• _Assignment_
Send back the entries exactly as they were given.

Segment Start: Study material

/// Resolution a job actually decodes at, and whether it goes through the
/// upscaler
///
/// Tiles the resolver flags for upscaling are decoded at source resolution
/// and magnified by the compositor unless an upscaler is configured; with one
/// they are capped at `max_upscale_factor` times the source region.
pub(crate) fn effective_target(
    need: &NeededTile,
    source_rect: PixelRect,
    has_upscaler: bool,
    max_upscale_factor: f32,
) -> (Resolution, bool) {
    if !need.upscale {
        return (need.target, false);
    }

    if !has_upscaler {
        let target = Resolution::new(
            need.target.width.min(source_rect.width),
            need.target.height.min(source_rect.height),
        );
        return (target, false);
    }

    let cap = |source: u32| ((source as f64 * max_upscale_factor as f64).ceil() as u32).max(source);
    let target = Resolution::new(
        need.target.width.min(cap(source_rect.width)),
        need.target.height.min(cap(source_rect.height)),
    );
    (target, true)
}

/// Per-page scheduling state, owned by the page's [`ReaderImage`](crate::ReaderImage)
pub(crate) struct DecodeScheduler {
    resolver: VisibilityResolver,
    generation: DecodeGeneration,
    required: HashMap<TileKey, Resolution>,
}

struct PlannedTile<'a> {
    tile: &'a TileDescriptor,
    target: Resolution,
    upscale: bool,
    priority: JobPriority,
}

enum Action {
    Keep,
    Issue,
}

impl DecodeScheduler {
    pub(crate) fn new(prefetch_margin: f32) -> Self {
        Self {
            resolver: VisibilityResolver::new().with_prefetch_margin(prefetch_margin),
            generation: 0,
            required: HashMap::new(),
        }
    }

    pub(crate) fn generation(&self) -> DecodeGeneration {
        self.generation
    }

    /// Forget the required set so the next pass starts a new generation
    pub(crate) fn reset(&mut self) {
        self.required.clear();
    }

    pub(crate) fn run(
        &mut self,
        shared: &EngineShared,
        image: ImageId,
        tiles: &[TileDescriptor],
        viewport: &ViewportState,
    ) -> UpdateSummary {
        let needed = self.resolver.resolve(tiles, viewport);
        let has_upscaler = shared.upscaler.is_some();

        let mut planned: Vec<PlannedTile<'_>> = tiles
            .iter()
            .filter_map(|tile| {
                let need = needed.get(&tile.key)?;
                let (target, upscale) = effective_target(
                    need,
                    tile.source_rect,
                    has_upscaler,
                    shared.config.max_upscale_factor,
                );
                Some(PlannedTile {
                    tile,
                    target,
                    upscale,
                    priority: need.priority,
                })
            })
            .collect();
        // Visible tiles reserve their job ids first so they queue first
        planned.sort_by(|a, b| b.priority.cmp(&a.priority));

        let required: HashMap<TileKey, Resolution> =
            planned.iter().map(|p| (p.tile.key, p.target)).collect();
        let bumped = required != self.required;
        if bumped {
            self.generation += 1;
            self.required = required;
        }

        let mut summary = UpdateSummary {
            generation: self.generation,
            generation_bumped: bumped,
            needed: planned.len(),
            visible: planned
                .iter()
                .filter(|p| p.priority == JobPriority::Visible)
                .count(),
            ..UpdateSummary::default()
        };

        let mut to_cancel = shared.cache.evict_unneeded(image, needed.keys().copied());

        for plan in &planned {
            let key = plan.tile.key;
            let action = match shared.cache.get(image, key) {
                None => Action::Issue,
                Some(entry) => match entry.state() {
                    TileState::Pending => Action::Issue,
                    TileState::Ready { resolution, .. } if *resolution == plan.target => {
                        summary.ready += 1;
                        Action::Keep
                    }
                    TileState::Ready { .. } => Action::Issue,
                    TileState::Decoding { target, .. } if *target == plan.target => {
                        summary.in_flight += 1;
                        Action::Keep
                    }
                    TileState::Decoding { .. } => Action::Issue,
                    // Lazy retry: only a changed required set retries a failure
                    TileState::Failed { .. } if bumped => Action::Issue,
                    TileState::Failed { .. } => {
                        summary.failed += 1;
                        Action::Keep
                    }
                },
            };

            if let Action::Issue = action {
                if let Some(previous) = self.issue(shared, image, plan) {
                    to_cancel.push(previous);
                }
                summary.issued += 1;
            }
        }

        for job in to_cancel {
            if shared.scheduler.cancel_job(job) {
                summary.cancelled += 1;
            }
        }

        debug!(
            "{} pass at scale {:.3}: generation {}, {} needed ({} visible), {} issued, {} in flight, {} ready, {} cancelled",
            image,
            viewport.scale,
            summary.generation,
            summary.needed,
            summary.visible,
            summary.issued,
            summary.in_flight,
            summary.ready,
            summary.cancelled,
        );
        summary
    }

    /// Reserve, record, then queue. Returns the job this one supersedes.
    fn issue(&self, shared: &EngineShared, image: ImageId, plan: &PlannedTile<'_>) -> Option<JobId> {
        let (job_id, token) = shared.scheduler.reserve();
        let previous = shared.cache.begin_decode(
            image,
            plan.tile.key,
            job_id,
            token,
            plan.target,
            self.generation,
        );

        let job = TileJob {
            image_id: image,
            key: plan.tile.key,
            source_rect: plan.tile.source_rect,
            target: plan.target,
            generation: self.generation,
            upscale: plan.upscale,
        };
        if !shared.scheduler.enqueue(job_id, plan.priority, job) {
            // Scheduler is shutting down; leave the tile pending
            shared.cache.cancel_decode(image, plan.tile.key);
            shared.scheduler.cancel_job(job_id);
        }
        previous
    }
}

Segment End: Study material

• _Exercise answer_
/// Resolution a job actually decodes at, and whether it goes through the
/// upscaler
///
/// Tiles the resolver flags for upscaling are decoded at source resolution
/// and magnified by the compositor unless an upscaler is configured; with one
/// they are capped at `max_upscale_factor` times the source region.
pub(crate) fn effective_target(
    need: &NeededTile,
    source_rect: PixelRect,
    has_upscaler: bool,
    max_upscale_factor: f32,
) -> (Resolution, bool) {
    if !need.upscale {
        return (need.target, false);
    }

    if !has_upscaler {
        let target = Resolution::new(
            need.target.width.min(source_rect.width),
            need.target.height.min(source_rect.height),
        );
        return (target, false);
    }

    let cap = |source: u32| ((source as f64 * max_upscale_factor as f64).ceil() as u32).max(source);
    let target = Resolution::new(
        need.target.width.min(cap(source_rect.width)),
        need.target.height.min(cap(source_rect.height)),
    );
    (target, true)
}

/// Per-page scheduling state, owned by the page's [`ReaderImage`](crate::ReaderImage)
pub(crate) struct DecodeScheduler {
    resolver: VisibilityResolver,
    generation: DecodeGeneration,
    required: HashMap<TileKey, Resolution>,
}

struct PlannedTile<'a> {
    tile: &'a TileDescriptor,
    target: Resolution,
    upscale: bool,
    priority: JobPriority,
}

enum Action {
    Keep,
    Issue,
}

impl DecodeScheduler {
    pub(crate) fn new(prefetch_margin: f32) -> Self {
        Self {
            resolver: VisibilityResolver::new().with_prefetch_margin(prefetch_margin),
            generation: 0,
            required: HashMap::new(),
        }
    }

    pub(crate) fn generation(&self) -> DecodeGeneration {
        self.generation
    }

    /// Forget the required set so the next pass starts a new generation
    pub(crate) fn reset(&mut self) {
        self.required.clear();
    }

    pub(crate) fn run(
        &mut self,
        shared: &EngineShared,
        image: ImageId,
        tiles: &[TileDescriptor],
        viewport: &ViewportState,
    ) -> UpdateSummary {
        let needed = self.resolver.resolve(tiles, viewport);
        let has_upscaler = shared.upscaler.is_some();

        let mut planned: Vec<PlannedTile<'_>> = tiles
            .iter()
            .filter_map(|tile| {
                let need = needed.get(&tile.key)?;
                let (target, upscale) = effective_target(
                    need,
                    tile.source_rect,
                    has_upscaler,
                    shared.config.max_upscale_factor,
                );
                Some(PlannedTile {
                    tile,
                    target,
                    upscale,
                    priority: need.priority,
                })
            })
            .collect();
        // Visible tiles reserve their job ids first so they queue first
        planned.sort_by(|a, b| b.priority.cmp(&a.priority));

        let required: HashMap<TileKey, Resolution> =
            planned.iter().map(|p| (p.tile.key, p.target)).collect();
        let bumped = required != self.required;
        if bumped {
            self.generation += 1;
            self.required = required;
        }

        let mut summary = UpdateSummary {
            generation: self.generation,
            generation_bumped: bumped,
            needed: planned.len(),
            visible: planned
                .iter()
                .filter(|p| p.priority == JobPriority::Visible)
                .count(),
            ..UpdateSummary::default()
        };

        let mut to_cancel = shared.cache.evict_unneeded(image, needed.keys().copied());

        for plan in &planned {
            let key = plan.tile.key;
            let action = match shared.cache.get(image, key) {
                None => Action::Issue,
                Some(entry) => match entry.state() {
                    TileState::Pending => Action::Issue,
                    TileState::Ready { resolution, .. } if *resolution == plan.target => {
                        summary.ready += 1;
                        Action::Keep
                    }
                    TileState::Ready { .. } => Action::Issue,
                    TileState::Decoding { target, .. } if *target == plan.target => {
                        summary.in_flight += 1;
                        Action::Keep
                    }
                    TileState::Decoding { .. } => Action::Issue,
                    // Lazy retry: only a changed required set retries a failure
                    TileState::Failed { .. } if bumped => Action::Issue,
                    TileState::Failed { .. } => {
                        summary.failed += 1;
                        Action::Keep
                    }
                },
            };

            if let Action::Issue = action {
                if let Some(previous) = self.issue(shared, image, plan) {
                    to_cancel.push(previous);
                }
                summary.issued += 1;
            }
        }

        for job in to_cancel {
            if shared.scheduler.cancel_job(job) {
                summary.cancelled += 1;
            }
        }

        debug!(
            "{} pass at scale {:.3}: generation {}, {} needed ({} visible), {} issued, {} in flight, {} ready, {} cancelled",
            image,
            viewport.scale,
            summary.generation,
            summary.needed,
            summary.visible,
            summary.issued,
            summary.in_flight,
            summary.ready,
            summary.cancelled,
        );
        summary
    }

    /// Reserve, record, then queue. Returns the job this one supersedes.
    fn issue(&self, shared: &EngineShared, image: ImageId, plan: &PlannedTile<'_>) -> Option<JobId> {
        let (job_id, token) = shared.scheduler.reserve();
        let previous = shared.cache.begin_decode(
            image,
            plan.tile.key,
            job_id,
            token,
            plan.target,
            self.generation,
        );

        let job = TileJob {
            image_id: image,
            key: plan.tile.key,
            source_rect: plan.tile.source_rect,
            target: plan.target,
            generation: self.generation,
            upscale: plan.upscale,
        };
        if !shared.scheduler.enqueue(job_id, plan.priority, job) {
            // Scheduler is shutting down; leave the tile pending
            shared.cache.cancel_decode(image, plan.tile.key);
            shared.scheduler.cancel_job(job_id);
        }
        previous
    }
}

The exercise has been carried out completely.